▶ [What you are asked to do]: Each line of the data that includes "crate" must be copied.

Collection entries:
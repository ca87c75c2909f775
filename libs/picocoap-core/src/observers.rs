//! Observer registry
//!
//! Fixed-capacity table of active subscriptions.
//!
//! # Design
//!
//! Observers live in a slot array. A handle is the pair (slot, generation);
//! freeing a slot bumps its generation, so a handle kept by a pending
//! notification can never remove a later subscription that reused the slot.
//! Entries never move, which makes [`ObserverRegistry::next`] resumable after
//! the entry it just returned has been unregistered.

use crate::error::ServerError;
use crate::protocol::{ContentFormat, Remote, Token};
use crate::resource::ResourceId;

/// Handle to one registered observer
#[derive(Debug, Clone, Copy, PartialEq, Eq, Hash)]
#[cfg_attr(feature = "defmt", derive(defmt::Format))]
pub struct ObserverHandle {
    slot: u16,
    generation: u16,
}

impl ObserverHandle {
    pub const fn slot(self) -> usize {
        self.slot as usize
    }
}

impl core::fmt::Display for ObserverHandle {
    fn fmt(&self, f: &mut core::fmt::Formatter<'_>) -> core::fmt::Result {
        write!(f, "{}.{}", self.slot, self.generation)
    }
}

/// Iteration position for [`ObserverRegistry::next`]
#[derive(Debug, Clone, Copy, PartialEq, Eq, Default)]
pub struct Cursor(usize);

impl Cursor {
    pub const START: Cursor = Cursor(0);
}

/// A subscription of one remote endpoint to one resource
#[derive(Debug, Clone, PartialEq, Eq)]
pub struct Observer {
    pub remote: Remote,
    pub token: Token,
    pub resource: ResourceId,
    pub content_format: ContentFormat,
}

#[derive(Debug, Clone, Default, PartialEq, Eq)]
struct Slot {
    generation: u16,
    observer: Option<Observer>,
}

#[derive(Debug, Clone, PartialEq, Eq)]
pub struct ObserverRegistry<const MAX_OBSERVERS: usize> {
    slots: [Slot; MAX_OBSERVERS],
}

impl<const MAX_OBSERVERS: usize> Default for ObserverRegistry<MAX_OBSERVERS> {
    fn default() -> Self {
        Self {
            slots: core::array::from_fn(|_| Slot::default()),
        }
    }
}

impl<const MAX_OBSERVERS: usize> ObserverRegistry<MAX_OBSERVERS> {
    pub fn new() -> Self {
        Self::default()
    }

    /// Register an observer
    ///
    /// An existing subscription of the same remote to the same resource is
    /// replaced in place and keeps its handle.
    ///
    /// # Errors
    ///
    /// Returns `ServerError::MaxObserversReached` when every slot is taken.
    pub fn register(&mut self, observer: Observer) -> Result<ObserverHandle, ServerError> {
        if let Some(handle) = self.find(&observer.remote, observer.resource) {
            self.slots[handle.slot()].observer = Some(observer);
            return Ok(handle);
        }

        let index = self
            .slots
            .iter()
            .position(|s| s.observer.is_none())
            .ok_or(ServerError::MaxObserversReached {
                max_observers: MAX_OBSERVERS,
            })?;

        let slot = &mut self.slots[index];
        slot.observer = Some(observer);
        Ok(ObserverHandle {
            slot: index as u16,
            generation: slot.generation,
        })
    }

    /// Remove the observer behind `handle`
    pub fn unregister(&mut self, handle: ObserverHandle) -> Result<Observer, ServerError> {
        let slot = self
            .slots
            .get_mut(handle.slot())
            .filter(|s| s.generation == handle.generation)
            .ok_or(ServerError::ObserverNotFound)?;
        let observer = slot.observer.take().ok_or(ServerError::ObserverNotFound)?;
        slot.generation = slot.generation.wrapping_add(1);
        Ok(observer)
    }

    /// Remove every subscription held by `remote`. Returns how many were removed.
    pub fn unregister_remote(&mut self, remote: &Remote) -> usize {
        let mut removed = 0;
        for slot in self.slots.iter_mut() {
            if slot.observer.as_ref().is_some_and(|o| o.remote == *remote) {
                slot.observer = None;
                slot.generation = slot.generation.wrapping_add(1);
                removed += 1;
            }
        }
        removed
    }

    /// Handle of the subscription of `remote` to `resource`
    pub fn find(&self, remote: &Remote, resource: ResourceId) -> Option<ObserverHandle> {
        self.slots.iter().enumerate().find_map(|(index, slot)| {
            slot.observer
                .as_ref()
                .filter(|o| o.remote == *remote && o.resource == resource)
                .map(|_| ObserverHandle {
                    slot: index as u16,
                    generation: slot.generation,
                })
        })
    }

    pub fn get(&self, handle: ObserverHandle) -> Option<&Observer> {
        self.slots
            .get(handle.slot())
            .filter(|s| s.generation == handle.generation)
            .and_then(|s| s.observer.as_ref())
    }

    /// Next observer of `resource` at or after `cursor`
    ///
    /// Returns the observer with its handle and the cursor to resume from.
    /// Unregistering the returned observer before the next call is allowed.
    pub fn next(
        &self,
        cursor: Cursor,
        resource: ResourceId,
    ) -> Option<(ObserverHandle, &Observer, Cursor)> {
        self.slots
            .iter()
            .enumerate()
            .skip(cursor.0)
            .find_map(|(index, slot)| {
                slot.observer
                    .as_ref()
                    .filter(|o| o.resource == resource)
                    .map(|o| {
                        let handle = ObserverHandle {
                            slot: index as u16,
                            generation: slot.generation,
                        };
                        (handle, o, Cursor(index + 1))
                    })
            })
    }

    /// Number of observers of `resource`
    pub fn count(&self, resource: ResourceId) -> usize {
        self.iter().filter(|(_, o)| o.resource == resource).count()
    }

    pub fn iter(&self) -> impl Iterator<Item = (ObserverHandle, &Observer)> {
        self.slots.iter().enumerate().filter_map(|(index, slot)| {
            slot.observer.as_ref().map(|o| {
                (
                    ObserverHandle {
                        slot: index as u16,
                        generation: slot.generation,
                    },
                    o,
                )
            })
        })
    }

    pub fn len(&self) -> usize {
        self.slots.iter().filter(|s| s.observer.is_some()).count()
    }

    pub fn is_empty(&self) -> bool {
        self.len() == 0
    }

    pub fn is_full(&self) -> bool {
        self.len() == MAX_OBSERVERS
    }

    pub const fn capacity(&self) -> usize {
        MAX_OBSERVERS
    }
}
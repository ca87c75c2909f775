/// Message type carried in the header
#[repr(u8)]
#[derive(Debug, Copy, Clone, PartialEq, Eq, Hash, Ord, PartialOrd, Default)]
#[cfg_attr(feature = "defmt", derive(defmt::Format))]
pub enum MessageType {
    #[default]
    Confirmable = 0,

    NonConfirmable = 1,

    Acknowledgement = 2,

    Reset = 3,
}

impl MessageType {
    /// Piggy-backed response type for a request of this type
    pub const fn response_type(self) -> MessageType {
        match self {
            MessageType::Confirmable => MessageType::Acknowledgement,
            _ => MessageType::NonConfirmable,
        }
    }

    pub const fn is_confirmable(self) -> bool {
        matches!(self, MessageType::Confirmable)
    }
}

impl From<u8> for MessageType {
    fn from(byte: u8) -> Self {
        match byte & 0x03 {
            0 => MessageType::Confirmable,
            1 => MessageType::NonConfirmable,
            2 => MessageType::Acknowledgement,
            _ => MessageType::Reset,
        }
    }
}

/// Request methods and response codes used by the server
///
/// The discriminant is the raw code byte, `class << 5 | detail`.
#[repr(u8)]
#[derive(Debug, Copy, Clone, PartialEq, Eq, Hash, Ord, PartialOrd, Default)]
#[cfg_attr(feature = "defmt", derive(defmt::Format))]
pub enum Code {
    #[default]
    Empty = 0x00,

    Get = 0x01,

    Post = 0x02,

    Put = 0x03,

    Delete = 0x04,

    Changed = 0x44,

    Content = 0x45,

    BadRequest = 0x80,

    NotFound = 0x84,

    MethodNotAllowed = 0x85,

    UnsupportedContentFormat = 0x8F,
}

impl Code {
    pub const fn class(self) -> u8 {
        (self as u8) >> 5
    }

    pub const fn detail(self) -> u8 {
        (self as u8) & 0x1F
    }

    pub fn from_byte(byte: u8) -> Option<Self> {
        match byte {
            0x00 => Some(Code::Empty),
            0x01 => Some(Code::Get),
            0x02 => Some(Code::Post),
            0x03 => Some(Code::Put),
            0x04 => Some(Code::Delete),
            0x44 => Some(Code::Changed),
            0x45 => Some(Code::Content),
            0x80 => Some(Code::BadRequest),
            0x84 => Some(Code::NotFound),
            0x85 => Some(Code::MethodNotAllowed),
            0x8F => Some(Code::UnsupportedContentFormat),
            _ => None,
        }
    }
}

impl core::fmt::Display for Code {
    fn fmt(&self, f: &mut core::fmt::Formatter<'_>) -> core::fmt::Result {
        match self {
            Code::Empty => write!(f, "EMPTY"),
            Code::Get => write!(f, "GET"),
            Code::Post => write!(f, "POST"),
            Code::Put => write!(f, "PUT"),
            Code::Delete => write!(f, "DELETE"),
            _ => write!(f, "{}.{:02}", self.class(), self.detail()),
        }
    }
}
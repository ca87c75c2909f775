//! `/.well-known/core` document generation (link format)

use core::fmt::Write;

use crate::error::ConfigError;
use crate::resource::{Resource, ResourceTree};

/// Discovery document of capacity `N` bytes
pub type DiscoveryDocument<const N: usize> = heapless::String<N>;

/// Serialize every discoverable resource of `tree`
///
/// Entries look like `</lights/led3>;ct="0 50";obs` and are separated by `,`,
/// in registration order.
///
/// # Errors
///
/// Returns `ConfigError::DiscoveryDocumentTooLarge` when the document does
/// not fit in `N` bytes.
pub fn generate<const MAX_RESOURCES: usize, const N: usize>(
    tree: &ResourceTree<MAX_RESOURCES>,
) -> Result<DiscoveryDocument<N>, ConfigError> {
    let mut document = DiscoveryDocument::<N>::new();
    let mut first = true;

    for (id, resource) in tree.iter().filter(|(_, r)| r.is_discoverable()) {
        if !first {
            document.push(',').map_err(|_| too_large::<N>())?;
        }
        first = false;

        document.push('<').map_err(|_| too_large::<N>())?;
        tree.write_path(id, &mut document)
            .map_err(|_| too_large::<N>())?;
        document.push('>').map_err(|_| too_large::<N>())?;
        write_attributes(resource, &mut document).map_err(|_| too_large::<N>())?;
    }

    Ok(document)
}

fn write_attributes<W: Write>(resource: &Resource, out: &mut W) -> core::fmt::Result {
    let formats = resource.formats();
    match formats.len() {
        0 => {}
        1 => {
            for format in formats.iter() {
                write!(out, ";ct={}", format.number())?;
            }
        }
        _ => {
            out.write_str(";ct=\"")?;
            for (i, format) in formats.iter().enumerate() {
                if i > 0 {
                    out.write_char(' ')?;
                }
                write!(out, "{}", format.number())?;
            }
            out.write_char('"')?;
        }
    }
    if resource.is_observable() {
        out.write_str(";obs")?;
    }
    Ok(())
}

const fn too_large<const N: usize>() -> ConfigError {
    ConfigError::DiscoveryDocumentTooLarge { capacity: N }
}

#[cfg(test)]
mod tests {
    use super::*;
    use crate::protocol::{ContentFormat, ContentFormatSet};
    use crate::resource::{Permissions, ResourceId, ResourceKind};

    fn tree() -> ResourceTree<6> {
        let mut tree = ResourceTree::<6>::new().unwrap();
        let well_known = tree
            .add_child(
                ResourceId::ROOT,
                Resource::new(".well-known", ResourceKind::Container).unwrap(),
            )
            .unwrap();
        tree.add_child(
            well_known,
            Resource::new("core", ResourceKind::Discovery)
                .unwrap()
                .with_permissions(Permissions::GET)
                .with_formats(ContentFormatSet::of(ContentFormat::LinkFormat)),
        )
        .unwrap();
        let lights = tree
            .add_child(
                ResourceId::ROOT,
                Resource::new("lights", ResourceKind::Container).unwrap(),
            )
            .unwrap();
        tree.add_child(
            lights,
            Resource::new("led3", ResourceKind::Light)
                .unwrap()
                .with_permissions(Permissions::GET | Permissions::PUT | Permissions::OBSERVE)
                .with_formats(
                    ContentFormatSet::of(ContentFormat::Json).with(ContentFormat::PlainText),
                )
                .with_max_age(15),
        )
        .unwrap();
        tree
    }

    #[test]
    fn test_generate_document() {
        let document = generate::<6, 100>(&tree()).unwrap();
        assert_eq!(
            document.as_str(),
            "</.well-known/core>;ct=40,</lights/led3>;ct=\"0 50\";obs"
        );
    }

    #[test]
    fn test_containers_are_skipped() {
        let document = generate::<6, 100>(&tree()).unwrap();
        assert!(!document.contains("</lights>"));
        assert!(!document.contains("</.well-known>"));
    }

    #[test]
    fn test_generate_overflow() {
        assert_eq!(
            generate::<6, 20>(&tree()),
            Err(ConfigError::DiscoveryDocumentTooLarge { capacity: 20 })
        );
    }

    #[test]
    fn test_empty_tree() {
        let tree = ResourceTree::<1>::new().unwrap();
        let document = generate::<1, 8>(&tree).unwrap();
        assert!(document.is_empty());
    }
}
/// Content formats (representations) the server can produce
#[repr(u16)]
#[derive(Debug, Copy, Clone, PartialEq, Eq, Hash, Ord, PartialOrd, Default)]
#[cfg_attr(feature = "defmt", derive(defmt::Format))]
pub enum ContentFormat {
    /// `text/plain; charset=utf-8`
    #[default]
    PlainText = 0,

    /// `application/link-format`
    LinkFormat = 40,

    /// `application/json`
    Json = 50,
}

impl ContentFormat {
    /// All known formats, lowest number first
    pub const ALL: [ContentFormat; 3] = [
        ContentFormat::PlainText,
        ContentFormat::LinkFormat,
        ContentFormat::Json,
    ];

    pub const fn number(self) -> u16 {
        self as u16
    }

    pub fn from_number(number: u32) -> Option<Self> {
        match number {
            0 => Some(ContentFormat::PlainText),
            40 => Some(ContentFormat::LinkFormat),
            50 => Some(ContentFormat::Json),
            _ => None,
        }
    }

    const fn mask(self) -> u8 {
        match self {
            ContentFormat::PlainText => 1 << 0,
            ContentFormat::LinkFormat => 1 << 1,
            ContentFormat::Json => 1 << 2,
        }
    }
}

/// Bitset of content formats a resource supports
#[derive(Debug, Copy, Clone, PartialEq, Eq, Hash, Default)]
#[cfg_attr(feature = "defmt", derive(defmt::Format))]
pub struct ContentFormatSet(u8);

impl ContentFormatSet {
    pub const EMPTY: ContentFormatSet = ContentFormatSet(0);

    pub const fn of(format: ContentFormat) -> Self {
        ContentFormatSet(format.mask())
    }

    pub const fn with(self, format: ContentFormat) -> Self {
        ContentFormatSet(self.0 | format.mask())
    }

    pub const fn contains(self, format: ContentFormat) -> bool {
        self.0 & format.mask() != 0
    }

    pub const fn is_empty(self) -> bool {
        self.0 == 0
    }

    pub fn len(self) -> usize {
        self.0.count_ones() as usize
    }

    /// Supported formats, lowest number first
    pub fn iter(self) -> impl Iterator<Item = ContentFormat> {
        ContentFormat::ALL
            .into_iter()
            .filter(move |format| self.contains(*format))
    }

    /// The format used when a client expresses no preference
    pub fn preferred(self) -> Option<ContentFormat> {
        self.iter().next()
    }

    /// First entry of `accepted` this set supports.
    ///
    /// An empty `accepted` list means the client takes anything, in which case
    /// the preferred format is returned. Unknown format numbers are skipped.
    pub fn select(self, accepted: &[u32]) -> Option<ContentFormat> {
        if accepted.is_empty() {
            return self.preferred();
        }
        accepted
            .iter()
            .filter_map(|number| ContentFormat::from_number(*number))
            .find(|format| self.contains(*format))
    }
}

▶ [Exercise response]:
use crate::error::ServerError;
use crate::protocol::{ContentFormat, Remote, Token};
use crate::resource::ResourceId;
use crate::error::ConfigError;
use crate::resource::{Resource, ResourceTree};
    use crate::protocol::{ContentFormat, ContentFormatSet};
    use crate::resource::{Permissions, ResourceId, ResourceKind};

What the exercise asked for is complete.